Genetic and non-genetic factors influencing phenotypic variability in neurofibromatosis type 1
摘要
Neurofibromatosis Type 1 (NF1), an autosomal dominant genetic disorder, is characterized by extensive clinical variability, posing significant challenges for prognosis and patient management. Despite being caused by mutations in a single gene, NF1, the expressivity of the disease ranges from mild cutaneous manifestations to severe, life-threatening complications, including malignant tumors, skeletal deformities, and cognitive impairments. This paper provides a comprehensive review of the genetic determinants underlying this phenotypic heterogeneity. We begin by elucidating the molecular genetics of NF1, detailing the structure and function of the NF1 gene and its protein product, neurofibromin, and the diverse spectrum of mutations that cause the disorder. Neurofibromin’s critical role as a negative regulator of the Ras signaling pathway is central to understanding the pathophysiology of NF1. Subsequently, the paper explores the primary mechanisms driving phenotypic variation, including established genotype-phenotype correlations, the influence of genetic modifiers, the impact of somatic mosaicism and second-hit mutations, and the emerging role of epigenetic and environmental factors.
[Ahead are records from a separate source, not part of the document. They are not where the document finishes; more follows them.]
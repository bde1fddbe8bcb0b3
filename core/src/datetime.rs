// SPDX-FileCopyrightText: 2025 Zexin Yuan <aim@yzx9.xyz>
//
// SPDX-License-Identifier: Apache-2.0

//! Calendar-date arithmetic shared by the grid, the week range and the filters.
//!
//! Every helper builds new [`NaiveDate`] values; nothing is adjusted in place.

use chrono::{DateTime, Datelike, Days, Local, Months, NaiveDate, NaiveDateTime};

/// NOTE: Used for storing events on disk, so it should be stable across different runs.
pub const STABLE_FORMAT_DATEONLY: &str = "%Y-%m-%d";
const STABLE_FORMAT_FLOATING: &str = "%Y-%m-%dT%H:%M:%S%.f";

/// Short weekday names, Sunday first.
pub const WEEKDAY_NAMES: [&str; 7] = ["Sun", "Mon", "Tue", "Wed", "Thu", "Fri", "Sat"];

/// `date` moved forward by `days`, clamped to [`NaiveDate::MAX`].
pub(crate) fn forward_days(date: NaiveDate, days: u64) -> NaiveDate {
    date.checked_add_days(Days::new(days)).unwrap_or(NaiveDate::MAX)
}

/// `date` moved back by `days`, clamped to [`NaiveDate::MIN`].
pub(crate) fn back_days(date: NaiveDate, days: u64) -> NaiveDate {
    date.checked_sub_days(Days::new(days)).unwrap_or(NaiveDate::MIN)
}

/// The Sunday on or before `date`, or [`NaiveDate::MIN`] when that Sunday is not
/// representable.
pub fn start_of_week(date: NaiveDate) -> NaiveDate {
    let offset = date.weekday().num_days_from_sunday();
    back_days(date, u64::from(offset))
}

/// The seven days, Sunday through Saturday, of the week containing `date`.
///
/// In the first and last weeks of the supported range the days that cannot be represented
/// are clamped to [`NaiveDate::MIN`] or [`NaiveDate::MAX`], so the result may repeat a date.
pub fn week_range(date: NaiveDate) -> [NaiveDate; 7] {
    let sunday = start_of_week(date);
    std::array::from_fn(|i| forward_days(sunday, i as u64))
}

/// Whether `date` falls in the Sunday-to-Saturday week containing `anchor`.
pub fn same_week(date: NaiveDate, anchor: NaiveDate) -> bool {
    let sunday = start_of_week(anchor);
    let saturday = forward_days(sunday, 6);
    sunday <= date && date <= saturday
}

/// Whether both dates share year and month.
pub fn same_month(a: NaiveDate, b: NaiveDate) -> bool {
    a.year() == b.year() && a.month() == b.month()
}

/// The first day of the given month. Month numbers outside `1..=12` roll over into the
/// neighbouring years, so `(2024, 13)` is January 2025 and `(2024, 0)` is December 2023.
///
/// Returns `None` only when the year is outside the range supported by [`NaiveDate`].
pub fn first_of_month(year: i32, month: i32) -> Option<NaiveDate> {
    let index = month - 1;
    let year = year.checked_add(index.div_euclid(12))?;
    let month = index.rem_euclid(12) as u32 + 1;
    NaiveDate::from_ymd_opt(year, month, 1)
}

/// The first day of the month containing `date`.
pub fn month_start(date: NaiveDate) -> NaiveDate {
    date - Days::new(u64::from(date.day0()))
}

/// Number of days in the month containing `date`.
pub fn days_in_month(date: NaiveDate) -> u32 {
    let first = month_start(date);
    match first.checked_add_months(Months::new(1)) {
        Some(next) => next.pred_opt().map_or(31, |last| last.day()),
        None => 31, // December of the last representable year
    }
}

/// Shift the month containing `date` by `delta` months, pinned to its first day.
pub fn shift_month(date: NaiveDate, delta: i32) -> Option<NaiveDate> {
    let first = month_start(date);
    let months = Months::new(delta.unsigned_abs());
    if delta >= 0 {
        first.checked_add_months(months)
    } else {
        first.checked_sub_months(months)
    }
}

/// Human readable month label, e.g. `May 2024`.
pub fn month_label(date: NaiveDate) -> String {
    date.format("%B %Y").to_string()
}

/// Human readable date, e.g. `May 15, 2024`.
pub fn format_date(date: NaiveDate) -> String {
    date.format("%B %-d, %Y").to_string()
}

/// Weekday heading with the date, e.g. `Wed, May 15`.
pub fn format_day_heading(date: NaiveDate) -> String {
    let weekday = WEEKDAY_NAMES[date.weekday().num_days_from_sunday() as usize];
    format!("{weekday}, {}", date.format("%B %-d"))
}

/// Parse a stored date.
///
/// Accepts `YYYY-MM-DD`, a floating `YYYY-MM-DDTHH:MM:SS[.fff]` and RFC 3339 timestamps.
/// Timestamps with an offset are converted to the local calendar date.
pub fn parse_stored_date(value: &str) -> Option<NaiveDate> {
    let value = value.trim();
    if let Ok(date) = NaiveDate::parse_from_str(value, STABLE_FORMAT_DATEONLY) {
        return Some(date);
    }
    if let Ok(dt) = DateTime::parse_from_rfc3339(value) {
        return Some(dt.with_timezone(&Local).date_naive());
    }
    if let Ok(dt) = NaiveDateTime::parse_from_str(value, STABLE_FORMAT_FLOATING) {
        return Some(dt.date());
    }
    None
}

/// Parse a zero-padded 24-hour `HH:MM` string into `(hour, minute)`.
pub fn parse_clock(value: &str) -> Option<(u32, u32)> {
    let bytes = value.as_bytes();
    if bytes.len() != 5 || bytes[2] != b':' {
        return None;
    }
    let (h, m) = value.split_once(':')?;
    if !h.bytes().chain(m.bytes()).all(|b| b.is_ascii_digit()) {
        return None;
    }
    let hour: u32 = h.parse().ok()?;
    let minute: u32 = m.parse().ok()?;
    (hour < 24 && minute < 60).then_some((hour, minute))
}

/// Format a `HH:MM` string on a 12-hour clock, e.g. `14:05` becomes `2:05 PM`.
/// Malformed input is returned unchanged.
pub fn format_time_12h(value: &str) -> String {
    match parse_clock(value) {
        Some((hour, minute)) => {
            let period = if hour >= 12 { "PM" } else { "AM" };
            let hour = match hour % 12 {
                0 => 12,
                h => h,
            };
            format!("{hour}:{minute:02} {period}")
        }
        None => value.to_string(),
    }
}
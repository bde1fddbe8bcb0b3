// SPDX-FileCopyrightText: 2025 Zexin Yuan <aim@yzx9.xyz>
//
// SPDX-License-Identifier: Apache-2.0

use std::{io, marker::PhantomData};

use colored::{Color, Colorize};
use unicode_width::UnicodeWidthStr;

pub struct Table<'a, T, C: Column<T>> {
    pub columns: &'a [C],
    pub separator: &'a str,
    pub padding: bool,
    pub data: &'a [T],
}

impl<'a, T, C: Column<T>> Table<'a, T, C> {
    pub fn write_to(&self, w: &mut impl io::Write) -> io::Result<()> {
        if self.columns.is_empty() {
            return Ok(());
        }

        let table: Vec<Vec<String>> = self
            .data
            .iter()
            .map(|row| self.columns.iter().map(|col| col.format(row)).collect())
            .collect();

        let columns = self.compute_columns(&table);

        for (cells, row) in table.into_iter().zip(self.data) {
            for (j, (col, cell)) in columns.iter().zip(cells).enumerate() {
                let cell = col.stylize_cell(row, cell);
                write!(w, "{cell}")?;

                if j < columns.len() - 1 {
                    write!(w, "{}", self.separator)?;
                } else {
                    writeln!(w)?;
                }
            }
        }

        Ok(())
    }

    fn compute_columns(&self, table: &[Vec<String>]) -> Vec<ColumnStylizer<'a, T, C>> {
        let max_lengths = (self.padding && !table.is_empty()).then(|| get_column_max_width(table));

        let mut columns = Vec::with_capacity(self.columns.len());
        for (i, col) in self.columns.iter().enumerate() {
            let padding_direction = col.padding_direction();

            let is_last = i == self.columns.len() - 1;
            let padding = if max_lengths.is_none()
                || (is_last && padding_direction == PaddingDirection::Left)
            {
                None // Last column does not need padding if it's left-aligned
            } else {
                Some((max_lengths.as_ref().map_or(0, |m| m[i]), padding_direction))
            };

            columns.push(ColumnStylizer {
                config: col,
                padding,
                _marker: PhantomData,
            });
        }
        columns
    }
}

pub trait Column<T> {
    fn format(&self, data: &T) -> String;
    fn padding_direction(&self) -> PaddingDirection;
    fn get_color(&self, data: &T) -> Option<Color>;
}

#[derive(Debug, Clone)]
struct ColumnStylizer<'a, T, C: Column<T>> {
    config: &'a C,
    /// padding width and direction
    padding: Option<(usize, PaddingDirection)>,
    _marker: PhantomData<T>,
}

impl<T, C: Column<T>> ColumnStylizer<'_, T, C> {
    pub fn stylize_cell(&self, data: &T, cell: String) -> String {
        let cell = match self.padding {
            Some((width, direction)) => pad(&cell, width, direction),
            None => cell,
        };

        self.colorize_cell(data, cell)
    }

    fn colorize_cell(&self, data: &T, cell: String) -> String {
        match self.config.get_color(data) {
            Some(color) => cell.color(color).to_string(),
            _ => cell,
        }
    }
}

#[derive(Debug, Clone, Copy, PartialEq, Eq)]
pub enum PaddingDirection {
    Left,
    Right,
}

/// Pads by display width, so wide characters line up.
pub fn pad(cell: &str, width: usize, direction: PaddingDirection) -> String {
    let fill = " ".repeat(width.saturating_sub(cell.width()));
    match direction {
        PaddingDirection::Left => format!("{cell}{fill}"),
        PaddingDirection::Right => format!("{fill}{cell}"),
    }
}

fn get_column_max_width(table: &[Vec<String>]) -> Vec<usize> {
    let mut max_width = vec![0; table[0].len()];
    for row in table {
        for (i, cell) in row.iter().enumerate() {
            let width = cell.width();
            if width > max_width[i] {
                max_width[i] = width;
            }
        }
    }
    max_width
}
// SPDX-FileCopyrightText: 2025-2026 Zexin Yuan <aim@yzx9.xyz>
//
// SPDX-License-Identifier: Apache-2.0

//! View navigation workflow tests.
//!
//! These tests walk through the view modes the way a user would and check that the visible
//! events and the derived structures follow.

use std::sync::Arc;

use farmcal_core::{
    CalendarView, Category, CategoryFilter, FarmCalendar, MemoryStore, ViewMode, month_grid,
};

use crate::common::{assert_ids, test_config, test_event, ymd};

async fn calendar_with_may_events() -> FarmCalendar {
    let mut harvest = test_event("harvest", "Harvest Beans", ymd(2024, 5, 14), "07:00");
    harvest.category = Category::Harvesting;
    harvest.is_completed = true;
    let mut market = test_event("market", "Market Day", ymd(2024, 6, 1), "06:00");
    market.category = Category::Market;
    let events = vec![
        market,
        test_event("plant", "Plant Maize", ymd(2024, 5, 17), "08:00"),
        harvest,
        test_event("early", "Scout Fields", ymd(2024, 5, 17), "06:00"),
        test_event("april", "Prepare Beds", ymd(2024, 4, 30), "09:00"),
    ];
    let store = Arc::new(MemoryStore::with_events(events));
    FarmCalendar::with_store(test_config("/unused/events.json"), store, ymd(2024, 5, 15)).await
}

#[tokio::test]
async fn view_navigation_month_to_day_and_back() {
    // Arrange
    let mut calendar = calendar_with_may_events().await;

    // Assert - month view shows May only
    assert_eq!(calendar.view().mode(), ViewMode::Month);
    assert_ids(calendar.visible_events(), &["harvest", "early", "plant"]);

    // Act - open a day from the grid
    let mode = calendar.select_date(ymd(2024, 5, 17));

    // Assert
    assert_eq!(mode, ViewMode::Day);
    assert_ids(calendar.visible_events(), &["early", "plant"]);

    // Act - back to the month
    calendar.set_mode(ViewMode::Month);
    assert_eq!(calendar.view().current_month(), ymd(2024, 5, 1));
    assert_eq!(calendar.visible_events().len(), 3);
}

#[tokio::test]
async fn view_navigation_week_spans_month_boundary() {
    // Arrange
    let mut calendar = calendar_with_may_events().await;
    calendar.set_mode(ViewMode::Week);

    // Act - the week of May 29th runs from Sunday May 26th to Saturday June 1st
    calendar.select_date(ymd(2024, 5, 29));

    // Assert
    assert_eq!(calendar.view().mode(), ViewMode::Week);
    assert_ids(calendar.visible_events(), &["market"]);
    match calendar.current_view() {
        CalendarView::Week { days, .. } => {
            assert_eq!(days[0], ymd(2024, 5, 26));
            assert_eq!(days[6], ymd(2024, 6, 1));
        }
        other => panic!("expected week view, got {other:?}"),
    }
}

#[tokio::test]
async fn view_navigation_month_paging() {
    // Arrange
    let mut calendar = calendar_with_may_events().await;

    // Act
    calendar.previous_month();

    // Assert
    assert_ids(calendar.visible_events(), &["april"]);
    match calendar.current_view() {
        CalendarView::Month { grid, .. } => assert_eq!(grid, month_grid(2024, 4)),
        other => panic!("expected month view, got {other:?}"),
    }

    // Act
    calendar.next_month();
    calendar.next_month();

    // Assert
    assert_ids(calendar.visible_events(), &["market"]);

    // Act
    calendar.go_to_today();

    // Assert
    assert_eq!(calendar.view().current_month(), ymd(2024, 5, 1));
    assert_eq!(calendar.view().selected_date(), ymd(2024, 5, 15));
}

#[tokio::test]
async fn view_navigation_agenda_with_filters() {
    // Arrange
    let mut calendar = calendar_with_may_events().await;
    calendar.set_mode(ViewMode::Agenda);

    // Act
    calendar.set_show_completed(false);

    // Assert - chronological month groups, completed harvest hidden
    match calendar.current_view() {
        CalendarView::Agenda(agenda) => {
            let labels: Vec<&str> = agenda.months().iter().map(|m| m.label()).collect();
            assert_eq!(labels, vec!["April 2024", "May 2024", "June 2024"]);
            let may = agenda.get("May 2024").unwrap();
            assert_eq!(may.days().len(), 1);
            assert_ids(may.days()[0].events(), &["early", "plant"]);
        }
        other => panic!("expected agenda view, got {other:?}"),
    }

    // Act
    calendar.set_category(CategoryFilter::Only(Category::Market));

    // Assert
    assert_ids(calendar.visible_events(), &["market"]);
}

#[tokio::test]
async fn view_navigation_markers_ignore_filters() {
    // Arrange
    let mut calendar = calendar_with_may_events().await;

    // Act
    calendar.set_search_query("nothing matches this");

    // Assert
    assert!(calendar.visible_events().is_empty());
    assert_eq!(calendar.count_on(ymd(2024, 5, 17)), 2);
    assert_ids(&calendar.events_on(ymd(2024, 5, 17)), &["early", "plant"]);
}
By synthesizing current knowledge, this review aims to construct a holistic view of the complex interplay between the primary NF1 mutation and the broader genetic landscape that ultimately shapes the clinical presentation of NF1. Understanding these determinants is crucial for advancing diagnostic capabilities, developing personalized therapeutic strategies, and improving clinical outcomes for individuals affected by this complex disorder.